> [REQUIRED WORK] What are the lines of the listing below, word for word, from the first down to the one that contains "instrument, watches the"?

> [DATA FOR THIS EXERCISE]
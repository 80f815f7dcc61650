//! Calibration / level-meter mode.
//!
//! Runs the same stream-acquisition + RMS pipeline as the detector —
//! without the debouncer or dispatcher — for a fixed duration, streaming
//! `(timestamp, loudness)` pairs to the caller so a presentation layer
//! can render a bar meter.  The user plays their instrument, watches the
//! levels, and picks a threshold just below what a strum reaches.

use std::sync::mpsc;
use std::thread;
use std::time::{Duration, Instant};

use crate::audio::{block_rms, BlockFn, CaptureBackend};
use crate::config::DetectorConfig;

use super::runner::DetectorError;

/// Granularity of the deadline/fault poll.
const POLL_INTERVAL: Duration = Duration::from_millis(100);

// ---------------------------------------------------------------------------
// LevelReading
// ---------------------------------------------------------------------------

/// One loudness sample of the calibration stream.
#[derive(Debug, Clone, Copy)]
pub struct LevelReading {
    /// When the block was processed.
    pub at: Instant,
    /// RMS loudness of the block.
    pub volume: f32,
}

// ---------------------------------------------------------------------------
// run_level_meter
// ---------------------------------------------------------------------------

/// Monitor input levels for `duration`, sending a [`LevelReading`] per
/// block over `tx`.
///
/// Blocks the calling thread until the duration elapses (checked at
/// 100 ms granularity), then releases the stream and returns `Ok`.  A
/// stream fault ends the session early and is returned as
/// [`DetectorError::Stream`].  Send errors on `tx` are ignored so a
/// departed presentation layer never breaks the session.
///
/// # Errors
///
/// [`DetectorError::Config`] for an invalid config (before any stream is
/// opened), [`DetectorError::Stream`] for open failures and mid-session
/// faults.
pub fn run_level_meter<B: CaptureBackend>(
    config: &DetectorConfig,
    duration: Duration,
    mut backend: B,
    tx: mpsc::Sender<LevelReading>,
) -> Result<(), DetectorError> {
    config.validate()?;

    let (fault_tx, fault_rx) = mpsc::channel();

    let on_block: BlockFn = Box::new(move |samples, channels| {
        let reading = LevelReading {
            at: Instant::now(),
            volume: block_rms(samples, channels),
        };
        let _ = tx.send(reading);
    });

    let guard = backend.open(config, on_block, fault_tx)?;
    log::info!("level meter running for {:.1} s", duration.as_secs_f32());

    let deadline = Instant::now() + duration;
    loop {
        let remaining = deadline.saturating_duration_since(Instant::now());
        if remaining.is_zero() {
            break;
        }
        match fault_rx.recv_timeout(remaining.min(POLL_INTERVAL)) {
            Ok(fault) => {
                log::error!("stream fault during level meter: {fault}");
                drop(guard);
                return Err(DetectorError::Stream(fault));
            }
            Err(mpsc::RecvTimeoutError::Timeout) => {}
            Err(mpsc::RecvTimeoutError::Disconnected) => {
                thread::sleep(remaining.min(POLL_INTERVAL));
            }
        }
    }

    drop(guard);
    log::info!("level meter finished");
    Ok(())
}

// ---------------------------------------------------------------------------
// Tests
// ---------------------------------------------------------------------------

> [SOLUTION]
repository 80f815f7dcc61650
//! Calibration / level-meter mode.
//!
//! Runs the same stream-acquisition + RMS pipeline as the detector —
//! without the debouncer or dispatcher — for a fixed duration, streaming
//! `(timestamp, loudness)` pairs to the caller so a presentation layer
//! can render a bar meter.  The user plays their instrument, watches the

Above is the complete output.